When you reach the line that contains "use std::fmt;" in the data below, start reproducing lines exactly, and stop after the line that contains "pub const MAX_INITIAL_CAPACITY: usize".

Collected data:
|---|
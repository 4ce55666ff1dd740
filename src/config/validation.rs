//! Configuration validation.
//!
//! # Design Decisions
//! - Returns all validation errors, not just first
//! - Validation is pure function: AppConfig → Result<(), Vec<ValidationError>>

use std::fmt;

use crate::config::schema::AppConfig;

/// Levels accepted for `logging.level`.
pub const LOG_LEVELS: [&str; 5] = ["trace", "debug", "info", "warn", "error"];

/// Upper bound for `cache.initial_capacity`.
pub const MAX_INITIAL_CAPACITY: usize = 1 << 20;

/// A single semantic problem in a configuration.
#[derive(Debug, Clone, PartialEq, Eq)]
pub struct ValidationError {
    /// Dotted path of the offending field.
    pub field: &'static str,
    pub message: String,
}

impl fmt::Display for ValidationError {
    fn fmt(&self, f: &mut fmt::Formatter<'_>) -> fmt::Result {
        write!(f, "{}: {}", self.field, self.message)
    }
}

/// Check semantic constraints serde cannot express.
pub fn validate_config(config: &AppConfig) -> Result<(), Vec<ValidationError>> {
    let mut errors = Vec::new();

    let level = config.logging.level.to_lowercase();
    if !LOG_LEVELS.contains(&level.as_str()) {
        errors.push(ValidationError {
            field: "logging.level",
            message: format!(
                "unknown level {:?}, expected one of {}",
                config.logging.level,
                LOG_LEVELS.join(", ")
            ),
        });
    }

    if config.cache.initial_capacity > MAX_INITIAL_CAPACITY {
        errors.push(ValidationError {
            field: "cache.initial_capacity",
            message: format!(
                "{} exceeds maximum {}",
                config.cache.initial_capacity, MAX_INITIAL_CAPACITY
            ),
        });
    }

    if errors.is_empty() {
        Ok(())
    } else {
        Err(errors)
    }
}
|---|
**Reply to the task:**
use std::fmt;

use crate::config::schema::AppConfig;

/// Levels accepted for `logging.level`.
pub const LOG_LEVELS: [&str; 5] = ["trace", "debug", "info", "warn", "error"];

/// Upper bound for `cache.initial_capacity`.
pub const MAX_INITIAL_CAPACITY: usize = 1 << 20;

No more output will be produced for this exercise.